Between May 8 and 10, 1864, three battalions, including the 1st Battalion under the command of Major Horace N. Weld, 2nd Battalion under the command of Major Charles Francis Adams, and 3rd Battalion under the command of Major Henry Pickering Bowditch, left Camp Meigs and proceeded to Washington D.C. By May 11, the entire regiment was assembled at Camp Casey in defense of the Nation’s Capital. Two days later, the regiment was ordered to Fortress Monroe near Norfolk, Virginia, and then to City Point on the James River.

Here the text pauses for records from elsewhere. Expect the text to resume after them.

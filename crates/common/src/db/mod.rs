//! Database layer for Portray
//!
//! Provides:
//! - SeaORM entity models
//! - The `Store` trait with Postgres and in-memory implementations
//! - Connection pool management

pub mod models;

mod memory;
mod store;

pub use memory::MemoryStore;
pub use store::{BatchSpec, PgStore, PhotoSpec, Store};

use crate::config::DatabaseConfig;
use crate::errors::{AppError, Result};
use sea_orm::{ConnectOptions, Database, DatabaseConnection};
use std::sync::Arc;
use std::time::Duration;
use tracing::info;

/// Create a store based on configuration.
///
/// `url = "memory"` selects the in-memory store for local development and
/// tests; anything else is treated as a Postgres connection string.
pub async fn create_store(config: &DatabaseConfig) -> Result<Arc<dyn Store>> {
    if config.url == "memory" {
        tracing::warn!("Using in-memory store; state will not survive a restart");
        return Ok(Arc::new(MemoryStore::new()));
    }

    let pool = DbPool::new(config).await?;
    Ok(Arc::new(PgStore::new(pool)))
}

/// Database connection pool wrapper
#[derive(Clone)]
pub struct DbPool {
    /// Primary connection (for writes)
    pub primary: DatabaseConnection,

    /// Read replica connection (optional)
    pub replica: Option<DatabaseConnection>,
}

impl DbPool {
    /// Create a new database pool from configuration
    pub async fn new(config: &DatabaseConfig) -> Result<Self> {
        info!("Connecting to primary database...");

        let mut primary_opts = ConnectOptions::new(&config.url);
        primary_opts
            .max_connections(config.max_connections)
            .min_connections(config.min_connections)
            .connect_timeout(Duration::from_secs(config.connect_timeout_secs))
            .idle_timeout(Duration::from_secs(config.idle_timeout_secs))
            .sqlx_logging(true);

        let primary = Database::connect(primary_opts)
            .await
            .map_err(|e| AppError::DatabaseConnection {
                message: format!("Failed to connect to primary: {}", e),
            })?;

        // Connect to replica if configured
        let replica = if let Some(ref read_url) = config.read_url {
            info!("Connecting to read replica...");

            let mut replica_opts = ConnectOptions::new(read_url);
            replica_opts
                .max_connections(config.max_connections)
                .min_connections(config.min_connections)
                .connect_timeout(Duration::from_secs(config.connect_timeout_secs))
                .idle_timeout(Duration::from_secs(config.idle_timeout_secs))
                .sqlx_logging(true);

            let replica_conn = Database::connect(replica_opts)
                .await
                .map_err(|e| AppError::DatabaseConnection {
                    message: format!("Failed to connect to replica: {}", e),
                })?;

            Some(replica_conn)
        } else {
            None
        };

        info!("Database connections established");

        Ok(Self { primary, replica })
    }

    /// Get the connection for reads (replica if available, otherwise primary)
    pub fn read(&self) -> &DatabaseConnection {
        self.replica.as_ref().unwrap_or(&self.primary)
    }

    /// Get the connection for writes (always primary)
    pub fn write(&self) -> &DatabaseConnection {
        &self.primary
    }

    /// Ping the database to check connectivity
    pub async fn ping(&self) -> Result<()> {
        use sea_orm::ConnectionTrait;

        self.primary
            .execute_unprepared("SELECT 1")
            .await
            .map_err(|e| AppError::DatabaseConnection {
                message: format!("Primary ping failed: {}", e),
            })?;

        if let Some(ref replica) = self.replica {
            replica
                .execute_unprepared("SELECT 1")
                .await
                .map_err(|e| AppError::DatabaseConnection {
                    message: format!("Replica ping failed: {}", e),
                })?;
        }

        Ok(())
    }
}
//! Photo entity
//!
//! One successfully generated image, visible to the end user. Failed
//! generations produce no Photo row.

use sea_orm::entity::prelude::*;
use serde::{Deserialize, Serialize};

#[derive(Clone, Debug, PartialEq, DeriveEntityModel, Serialize, Deserialize)]
#[sea_orm(table_name = "photos")]
pub struct Model {
    #[sea_orm(primary_key, auto_increment = false)]
    pub id: Uuid,

    pub user_id: Uuid,

    pub model_id: Uuid,

    pub generation_batch_id: Uuid,

    #[sea_orm(column_type = "Text")]
    pub url: String,

    #[sea_orm(column_type = "Text")]
    pub status: String,

    pub credits_used: i32,

    #[sea_orm(column_type = "Text")]
    pub aspect_ratio: String,

    #[sea_orm(column_type = "Text")]
    pub glasses: String,

    #[sea_orm(column_type = "Text", nullable)]
    pub hair_color: Option<String>,

    #[sea_orm(column_type = "Text", nullable)]
    pub hair_style: Option<String>,

    pub backgrounds: Json,

    pub styles: Json,

    #[sea_orm(column_type = "Text")]
    pub prompt: String,

    pub created_at: DateTimeWithTimeZone,
}

#[derive(Copy, Clone, Debug, EnumIter, DeriveRelation)]
pub enum Relation {
    #[sea_orm(
        belongs_to = "super::batch::Entity",
        from = "Column::GenerationBatchId",
        to = "super::batch::Column::Id"
    )]
    Batch,
}

impl Related<super::batch::Entity> for Entity {
    fn to() -> RelationDef {
        Relation::Batch.def()
    }
}

impl ActiveModelBehavior for ActiveModel {}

On June 14, 1864, the regiment participated in its first military action when it was part of the assault on Confederate positions around Petersburg, Virginia, during the Siege of Petersburg. They also engaged Confederate forces at Baylor’s Farm, called the Second Battle of Petersburg. There, they suffered their first casualties, with three troops killed and 19 officers wounded. Among the officers wounded were Colonel Russell and Major Adams. Major Bowditch now assumed command of the regiment. Around 7 p.m. on June 14, the 5th participated in another assault, capturing five artillery batteries along the Jordan’s Point Road. As a result, the Confederates were driven back toward the inner defenses of Petersburg.
The 5th Cavalry operated on the Petersburg and Bermuda Hundred fronts until the end of June 1864, when it was ordered to Point Lookout, Maryland, to guard a Confederate prison. On September 30, 1864, Colonel Russell resumed command of the regiment after recovering from his wounds at the Second Battle of Petersburg. He remained in command of the regiment until February 14, 1865, when he resigned.

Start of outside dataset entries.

//! Reference input resolution
//!
//! Jobs carry URLs, not bytes; workers download them before generating.
//! The trait seam lets tests substitute fixtures for the network.

use async_trait::async_trait;
use portray_common::genapi::ReferenceImage;
use std::collections::HashMap;
use std::time::Duration;
use thiserror::Error;

#[derive(Debug, Error)]
pub enum FetchError {
    #[error("Failed to fetch {url}: {message}")]
    Unreachable { url: String, message: String },

    #[error("Fetch of {url} returned status {status}")]
    BadStatus { url: String, status: u16 },
}

/// Trait for resolving image URLs into bytes
#[async_trait]
pub trait ImageFetcher: Send + Sync {
    async fn fetch(&self, url: &str) -> Result<ReferenceImage, FetchError>;
}

/// HTTP-backed fetcher
pub struct HttpImageFetcher {
    client: reqwest::Client,
}

impl HttpImageFetcher {
    pub fn new(timeout: Duration) -> Self {
        let client = reqwest::Client::builder()
            .timeout(timeout)
            .build()
            .expect("Failed to create HTTP client");

        Self { client }
    }
}

#[async_trait]
impl ImageFetcher for HttpImageFetcher {
    async fn fetch(&self, url: &str) -> Result<ReferenceImage, FetchError> {
        let response = self
            .client
            .get(url)
            .send()
            .await
            .map_err(|e| FetchError::Unreachable {
                url: url.to_string(),
                message: e.to_string(),
            })?;

        let status = response.status();
        if !status.is_success() {
            return Err(FetchError::BadStatus {
                url: url.to_string(),
                status: status.as_u16(),
            });
        }

        let mime_type = response
            .headers()
            .get(reqwest::header::CONTENT_TYPE)
            .and_then(|v| v.to_str().ok())
            .map(str::to_string)
            .unwrap_or_else(|| "image/png".to_string());

        let bytes = response
            .bytes()
            .await
            .map_err(|e| FetchError::Unreachable {
                url: url.to_string(),
                message: e.to_string(),
            })?;

        Ok(ReferenceImage {
            bytes: bytes.to_vec(),
            mime_type,
        })
    }
}

/// Fixture-backed fetcher for tests; unknown URLs fail to resolve
#[derive(Default)]
pub struct StaticImageFetcher {
    images: HashMap<String, ReferenceImage>,
}

impl StaticImageFetcher {
    pub fn new() -> Self {
        Self::default()
    }

    pub fn with_image(mut self, url: &str, mime_type: &str) -> Self {
        self.images.insert(
            url.to_string(),
            ReferenceImage {
                bytes: vec![0u8; 16],
                mime_type: mime_type.to_string(),
            },
        );
        self
    }
}

#[async_trait]
impl ImageFetcher for StaticImageFetcher {
    async fn fetch(&self, url: &str) -> Result<ReferenceImage, FetchError> {
        self.images
            .get(url)
            .cloned()
            .ok_or_else(|| FetchError::Unreachable {
                url: url.to_string(),
                message: "no fixture registered".to_string(),
            })
    }
}

#[cfg(test)]
mod tests {
    use super::*;

    #[tokio::test]
    async fn test_static_fetcher_hits_and_misses() {
        let fetcher = StaticImageFetcher::new()
            .with_image("https://cdn.example.com/ref.png", "image/png");

        let image = fetcher.fetch("https://cdn.example.com/ref.png").await.unwrap();
        assert_eq!(image.mime_type, "image/png");

        assert!(matches!(
            fetcher.fetch("https://cdn.example.com/other.png").await,
            Err(FetchError::Unreachable { .. })
        ));
    }
}
#[cfg(test)]
mod tests {
    use super::*;
    use crate::fetch::StaticImageFetcher;
    use portray_common::{
        blob::MemoryBlobStore,
        db::{models::*, BatchSpec, MemoryStore},
        genapi::{GeneratedImage, MockImageGenerator},
    };

    const REF_URL: &str = "https://cdn.example.com/ref-0.png";

    fn batch_spec(reference_count: usize, num_images: i32, max_attempts: i32) -> BatchSpec {
        BatchSpec {
            user_id: uuid::Uuid::new_v4(),
            model_id: uuid::Uuid::new_v4(),
            reference_image_urls: (0..reference_count)
                .map(|i| format!("https://cdn.example.com/ref-{}.png", i))
                .collect(),
            reference_image_prompt: Some("same person as the reference".to_string()),
            training_image_urls: vec![],
            base_prompt: "professional studio portrait".to_string(),
            aspect_ratio: "1:1".to_string(),
            num_images,
            glasses: "no".to_string(),
            hair_color: Some("brown".to_string()),
            hair_style: None,
            backgrounds: vec!["office".to_string()],
            styles: vec!["corporate".to_string()],
            max_attempts,
            idempotency_key: None,
        }
    }

    fn fetcher_for(reference_count: usize) -> Arc<StaticImageFetcher> {
        let mut fetcher = StaticImageFetcher::new();
        for i in 0..reference_count {
            fetcher = fetcher.with_image(
                &format!("https://cdn.example.com/ref-{}.png", i),
                "image/png",
            );
        }
        Arc::new(fetcher)
    }

    fn test_config() -> ProcessorConfig {
        ProcessorConfig {
            inter_image_delay: Duration::ZERO,
            retry_policy: RetryPolicy::new(
                3,
                Duration::from_millis(1),
                Duration::from_secs(60),
                Duration::ZERO,
            ),
        }
    }

    fn processor(
        store: Arc<MemoryStore>,
        generator: MockImageGenerator,
        reference_count: usize,
    ) -> (JobProcessor, Arc<MemoryBlobStore>) {
        let blobs = Arc::new(MemoryBlobStore::new());
        let processor = JobProcessor::new(
            store,
            Arc::new(generator),
            blobs.clone(),
            fetcher_for(reference_count),
            test_config(),
        );
        (processor, blobs)
    }

    fn ok_image() -> Result<GeneratedImage, GenApiError> {
        Ok(GeneratedImage {
            bytes: vec![1, 2, 3],
            mime_type: "image/png".to_string(),
        })
    }

    #[tokio::test]
    async fn test_happy_path_two_jobs_eight_photos() {
        let store = Arc::new(MemoryStore::new());
        let (batch, _) = store
            .create_batch_with_jobs(batch_spec(2, 4, 5))
            .await
            .unwrap();

        let (processor, blobs) = processor(store.clone(), MockImageGenerator::new(), 2);

        for _ in 0..2 {
            let job = store.claim_next("w1").await.unwrap().unwrap();
            let outcome = processor.process_job(job).await.unwrap();
            assert!(matches!(outcome, JobOutcome::Completed { photos: 4 }));
        }

        let batch = store.find_batch(batch.id).await.unwrap().unwrap();
        assert_eq!(batch.batch_status(), BatchStatus::Completed);
        assert_eq!(batch.total_images_generated, 8);
        assert_eq!(store.photos_for_batch(batch.id).await.unwrap().len(), 8);
        assert_eq!(blobs.uploads().await.len(), 8);
    }

    #[tokio::test]
    async fn test_quota_exhausted_fails_on_first_attempt() {
        let store = Arc::new(MemoryStore::new());
        let (batch, jobs) = store
            .create_batch_with_jobs(batch_spec(1, 4, 5))
            .await
            .unwrap();

        let generator =
            MockImageGenerator::with_outcomes(vec![Err(GenApiError::QuotaExhausted)]);
        let (processor, _) = processor(store.clone(), generator, 1);

        let job = store.claim_next("w1").await.unwrap().unwrap();
        let outcome = processor.process_job(job).await.unwrap();
        assert!(matches!(outcome, JobOutcome::Failed));

        let job = store.find_job(jobs[0].id).await.unwrap().unwrap();
        assert_eq!(job.job_status(), JobStatus::Failed);
        // Fast failure: one attempt, not the full ceiling
        assert_eq!(job.attempts, 1);

        let batch = store.find_batch(batch.id).await.unwrap().unwrap();
        assert_eq!(batch.batch_status(), BatchStatus::Failed);
        assert_eq!(batch.total_images_generated, 0);
    }

    #[tokio::test]
    async fn test_partial_image_failure_still_completes() {
        let store = Arc::new(MemoryStore::new());
        let (batch, jobs) = store
            .create_batch_with_jobs(batch_spec(1, 4, 5))
            .await
            .unwrap();

        let generator = MockImageGenerator::with_outcomes(vec![
            Err(GenApiError::CapabilityMismatch {
                message: "text".to_string(),
            }),
            ok_image(),
            Err(GenApiError::InvalidResponse {
                message: "empty".to_string(),
            }),
            Err(GenApiError::Upstream {
                message: "503".to_string(),
            }),
        ]);
        let (processor, _) = processor(store.clone(), generator, 1);

        let job = store.claim_next("w1").await.unwrap().unwrap();
        let outcome = processor.process_job(job).await.unwrap();
        assert!(matches!(outcome, JobOutcome::Completed { photos: 1 }));

        let job = store.find_job(jobs[0].id).await.unwrap().unwrap();
        assert_eq!(job.job_status(), JobStatus::Completed);

        let batch = store.find_batch(batch.id).await.unwrap().unwrap();
        assert_eq!(batch.batch_status(), BatchStatus::Completed);
        assert_eq!(batch.total_images_generated, 1);
    }

    #[tokio::test]
    async fn test_rate_limit_parks_job_for_retry() {
        let store = Arc::new(MemoryStore::new());
        let (batch, jobs) = store
            .create_batch_with_jobs(batch_spec(1, 4, 5))
            .await
            .unwrap();

        let generator = MockImageGenerator::with_outcomes(vec![Err(GenApiError::RateLimited {
            retry_after: Duration::from_secs(17),
        })]);
        let (processor, _) = processor(store.clone(), generator, 1);

        let job = store.claim_next("w1").await.unwrap().unwrap();
        let outcome = processor.process_job(job).await.unwrap();

        let retry_at = match outcome {
            JobOutcome::RateLimited { retry_at } => retry_at,
            other => panic!("expected RateLimited, got {:?}", other),
        };
        assert!(retry_at > Utc::now());

        let job = store.find_job(jobs[0].id).await.unwrap().unwrap();
        assert_eq!(job.job_status(), JobStatus::RateLimited);
        assert!(job.retry_at.is_some());
        assert_eq!(job.attempts, 1);

        // Batch is still open; the job will come back
        let batch = store.find_batch(batch.id).await.unwrap().unwrap();
        assert_eq!(batch.batch_status(), BatchStatus::Generating);

        // Once eligible again, the retry completes the job
        store
            .mark_rate_limited(job.id, Utc::now() - chrono::Duration::seconds(1), "429")
            .await
            .unwrap();
        let job = store.claim_next("w2").await.unwrap().unwrap();
        let outcome = processor.process_job(job).await.unwrap();
        assert!(matches!(outcome, JobOutcome::Completed { photos: 4 }));
    }

    #[tokio::test]
    async fn test_rate_limit_respects_attempt_ceiling() {
        let store = Arc::new(MemoryStore::new());
        let (_, jobs) = store
            .create_batch_with_jobs(batch_spec(1, 1, 2))
            .await
            .unwrap();
        let job_id = jobs[0].id;

        let rate_limited = || {
            MockImageGenerator::with_outcomes(vec![
                Err(GenApiError::RateLimited {
                    retry_after: Duration::from_secs(1),
                }),
                Err(GenApiError::RateLimited {
                    retry_after: Duration::from_secs(1),
                }),
            ])
        };

        // Attempt 1 of 2: parked
        let (processor1, _) = processor(store.clone(), rate_limited(), 1);
        let job = store.claim_next("w1").await.unwrap().unwrap();
        assert!(matches!(
            processor1.process_job(job).await.unwrap(),
            JobOutcome::RateLimited { .. }
        ));

        // Attempt 2 of 2: ceiling reached, job fails terminally
        store
            .mark_rate_limited(job_id, Utc::now() - chrono::Duration::seconds(1), "429")
            .await
            .unwrap();
        let (processor2, _) = processor(store.clone(), rate_limited(), 1);
        let job = store.claim_next("w1").await.unwrap().unwrap();
        assert!(matches!(
            processor2.process_job(job).await.unwrap(),
            JobOutcome::Failed
        ));

        let job = store.find_job(job_id).await.unwrap().unwrap();
        assert_eq!(job.job_status(), JobStatus::Failed);
        assert_eq!(job.attempts, job.max_attempts);
    }

    #[tokio::test]
    async fn test_unresolvable_inputs_fail_without_attempt() {
        let store = Arc::new(MemoryStore::new());
        let (batch, jobs) = store
            .create_batch_with_jobs(batch_spec(1, 4, 5))
            .await
            .unwrap();

        let blobs = Arc::new(MemoryBlobStore::new());
        let processor = JobProcessor::new(
            store.clone(),
            Arc::new(MockImageGenerator::new()),
            blobs,
            Arc::new(StaticImageFetcher::new()), // no fixtures: nothing resolves
            test_config(),
        );

        let job = store.claim_next("w1").await.unwrap().unwrap();
        let outcome = processor.process_job(job).await.unwrap();
        assert!(matches!(outcome, JobOutcome::Failed));

        let job = store.find_job(jobs[0].id).await.unwrap().unwrap();
        assert_eq!(job.job_status(), JobStatus::Failed);
        // No attempt was consumed against the remote API
        assert_eq!(job.attempts, 0);

        let batch = store.find_batch(batch.id).await.unwrap().unwrap();
        assert_eq!(batch.batch_status(), BatchStatus::Failed);
    }

    #[tokio::test]
    async fn test_crash_recovery_via_stale_lock_reclaim() {
        let store = Arc::new(MemoryStore::new());
        let (batch, _) = store
            .create_batch_with_jobs(batch_spec(1, 2, 5))
            .await
            .unwrap();

        // First worker claims and then "crashes": never touches the job again
        store.claim_next("crashed-worker").await.unwrap().unwrap();

        // Second claim cycle: reclaim, then claim and finish normally
        assert_eq!(store.reclaim_stale_locks(Duration::ZERO).await.unwrap(), 1);

        let (processor, _) = processor(store.clone(), MockImageGenerator::new(), 1);
        let job = store.claim_next("live-worker").await.unwrap().unwrap();
        assert_eq!(job.locked_by.as_deref(), Some("live-worker"));

        let outcome = processor.process_job(job).await.unwrap();
        assert!(matches!(outcome, JobOutcome::Completed { photos: 2 }));

        let batch = store.find_batch(batch.id).await.unwrap().unwrap();
        assert_eq!(batch.batch_status(), BatchStatus::Completed);
        assert_eq!(batch.total_images_generated, 2);
    }

    #[tokio::test]
    async fn test_photo_rows_carry_provenance() {
        let store = Arc::new(MemoryStore::new());
        let (batch, _) = store
            .create_batch_with_jobs(batch_spec(1, 1, 5))
            .await
            .unwrap();

        let (processor, _) = processor(store.clone(), MockImageGenerator::new(), 1);
        let job = store.claim_next("w1").await.unwrap().unwrap();
        let expected_prompt = build_prompt(&job);
        processor.process_job(job).await.unwrap();

        let photos = store.photos_for_batch(batch.id).await.unwrap();
        assert_eq!(photos.len(), 1);
        assert_eq!(photos[0].prompt, expected_prompt);
        assert_eq!(photos[0].credits_used, 1);
        assert_eq!(photos[0].aspect_ratio, "1:1");
        assert!(photos[0].url.contains(&batch.user_id.to_string()));
    }

    #[tokio::test]
    async fn test_build_prompt_composition() {
        let store = MemoryStore::new();
        let (_, jobs) = store
            .create_batch_with_jobs(batch_spec(1, 1, 5))
            .await
            .unwrap();

        let prompt = build_prompt(&jobs[0]);
        assert!(prompt.starts_with("professional studio portrait"));
        assert!(prompt.contains("same person as the reference"));
        assert!(prompt.contains("without glasses"));
        assert!(prompt.contains("brown hair"));
        assert!(prompt.contains("background: office"));
        assert!(prompt.contains("style: corporate"));
    }
}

Colonel Charles Francis Adams Jr. then commanded the regiment for the remainder of the Civil War. The 5th Cavalry returned to Petersburg, where they participated in the closing Civil War campaigns in March and April 1865 that resulted in the surrender of Confederate General Robert E. Lee to Union commander Ulysses Grant at Appomattox.

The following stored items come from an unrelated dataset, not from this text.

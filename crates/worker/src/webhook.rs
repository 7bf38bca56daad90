//! Push-notification intake endpoint
//!
//! Optional fast path: the dispatcher (or a database change feed bridge)
//! POSTs here to wake the claim loop immediately. Polling remains the
//! correctness path, so this endpoint only ever nudges.

use axum::{extract::State, routing::post, Json, Router};
use serde::{Deserialize, Serialize};
use std::sync::Arc;
use tokio::sync::Notify;
use uuid::Uuid;

/// Loose view of the job payload the notifier forwards; only identifiers
/// are read, the claim loop fetches authoritative state from the store.
#[derive(Debug, Deserialize)]
#[serde(rename_all = "camelCase")]
pub struct WebhookPayload {
    pub id: Option<Uuid>,
    pub batch_id: Option<Uuid>,
}

#[derive(Debug, Serialize)]
pub struct WebhookResponse {
    pub success: bool,
    #[serde(skip_serializing_if = "Option::is_none")]
    pub error: Option<String>,
}

/// Build the intake router
pub fn router(notify: Arc<Notify>) -> Router {
    Router::new()
        .route("/webhook/photo-generation", post(intake))
        .with_state(notify)
}

async fn intake(
    State(notify): State<Arc<Notify>>,
    Json(payload): Json<WebhookPayload>,
) -> Json<WebhookResponse> {
    tracing::debug!(
        job_id = ?payload.id,
        batch_id = ?payload.batch_id,
        "Wake-up received on intake endpoint"
    );

    notify.notify_one();

    Json(WebhookResponse {
        success: true,
        error: None,
    })
}

/// Serve the intake endpoint on its own port
pub async fn serve(port: u16, notify: Arc<Notify>) -> std::io::Result<()> {
    let addr = std::net::SocketAddr::from(([0, 0, 0, 0], port));
    let listener = tokio::net::TcpListener::bind(addr).await?;

    tracing::info!(port, "Intake endpoint listening");

    axum::serve(listener, router(notify))
        .await
        .map_err(std::io::Error::other)
}

#[cfg(test)]
mod tests {
    use super::*;

    #[tokio::test]
    async fn test_intake_notifies_claim_loop() {
        let notify = Arc::new(Notify::new());
        let waiter = notify.clone();
        let notified = tokio::spawn(async move { waiter.notified().await });

        let response = intake(
            State(notify),
            Json(WebhookPayload {
                id: Some(Uuid::new_v4()),
                batch_id: None,
            }),
        )
        .await;

        assert!(response.0.success);
        notified.await.unwrap();
    }
}
/// Everything needed to persist one generated photo
#[derive(Debug, Clone)]
pub struct PhotoSpec {
    pub user_id: Uuid,
    pub model_id: Uuid,
    pub generation_batch_id: Uuid,
    pub url: String,
    pub aspect_ratio: String,
    pub glasses: String,
    pub hair_color: Option<String>,
    pub hair_style: Option<String>,
    pub backgrounds: Vec<String>,
    pub styles: Vec<String>,
    pub prompt: String,
}

/// Persistent store for the generation pipeline
#[async_trait]
pub trait Store: Send + Sync {
    /// Create a batch and its jobs atomically, batch before jobs.
    /// No job row ever references a nonexistent batch.
    async fn create_batch_with_jobs(&self, spec: BatchSpec) -> Result<(Batch, Vec<Job>)>;

    /// Atomically claim the oldest eligible job for `worker_id`.
    /// Eligible: `pending`, or `rate_limited` with `retry_at` in the past.
    /// Returns `None` when nothing is eligible or another worker won the row.
    async fn claim_next(&self, worker_id: &str) -> Result<Option<Job>>;

    /// Reset `processing` rows whose lock is older than `lock_timeout`
    /// back to `pending` with cleared lock fields. Returns the count.
    async fn reclaim_stale_locks(&self, lock_timeout: Duration) -> Result<u64>;

    /// Bump the attempt counter; returns the new value.
    /// No-op (returns current) on terminal rows.
    async fn increment_attempt(&self, id: Uuid) -> Result<i32>;

    async fn mark_completed(&self, id: Uuid) -> Result<()>;

    async fn mark_failed(&self, id: Uuid, error_message: &str) -> Result<()>;

    async fn mark_rate_limited(
        &self,
        id: Uuid,
        retry_at: DateTime<Utc>,
        error_message: &str,
    ) -> Result<()>;

    async fn create_photo(&self, spec: PhotoSpec) -> Result<Photo>;

    async fn count_photos_for_batch(&self, batch_id: Uuid) -> Result<i64>;

    async fn photos_for_batch(&self, batch_id: Uuid) -> Result<Vec<Photo>>;

    /// Re-derive the batch status from its jobs and persist the result.
    /// Transactional relative to the triggering job update; finalizing an
    /// already-terminal batch is a no-op.
    async fn finalize_batch(&self, batch_id: Uuid) -> Result<Batch>;

    async fn find_job(&self, id: Uuid) -> Result<Option<Job>>;

    async fn find_batch(&self, id: Uuid) -> Result<Option<Batch>>;

    async fn find_batch_by_idempotency_key(
        &self,
        user_id: Uuid,
        key: &str,
    ) -> Result<Option<Batch>>;

    async fn ping(&self) -> Result<()>;
}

The regiment remained in Petersburg until June 1865, when it was sent to the Rio Grande in Texas as a show of U.S. military strength against French forces then in control of Mexico. On August 1, 1865, Colonial Samuel Chamberlain took command. The regiment disbanded two months later, on October 31, 1865, in Clarksville, Texas.
In total, the 5th Massachusetts regiment suffered 123 casualties, with most of the deaths as a result of disease. Notable soldiers and officers who were a part of the regiment included Private Prince Romerson, a Native Hawaiian soldier who would later fight as a Buffalo Soldier, trooper Joshua Dunbar, father of poet Paul Laurence Dunbar, George Lawrence Mason, the first African American lawyer in North Carolina, Lieutenant Daniel Henry Chamberlain, who later served as the 76th Governor of South Carolina from 1874 to 1877, and Colonel Charles Francis Adams, an abolitionist who was great-grandson of President John Adams, grandson of President John Quincy Adams, and later president of the Union Pacific Railroad.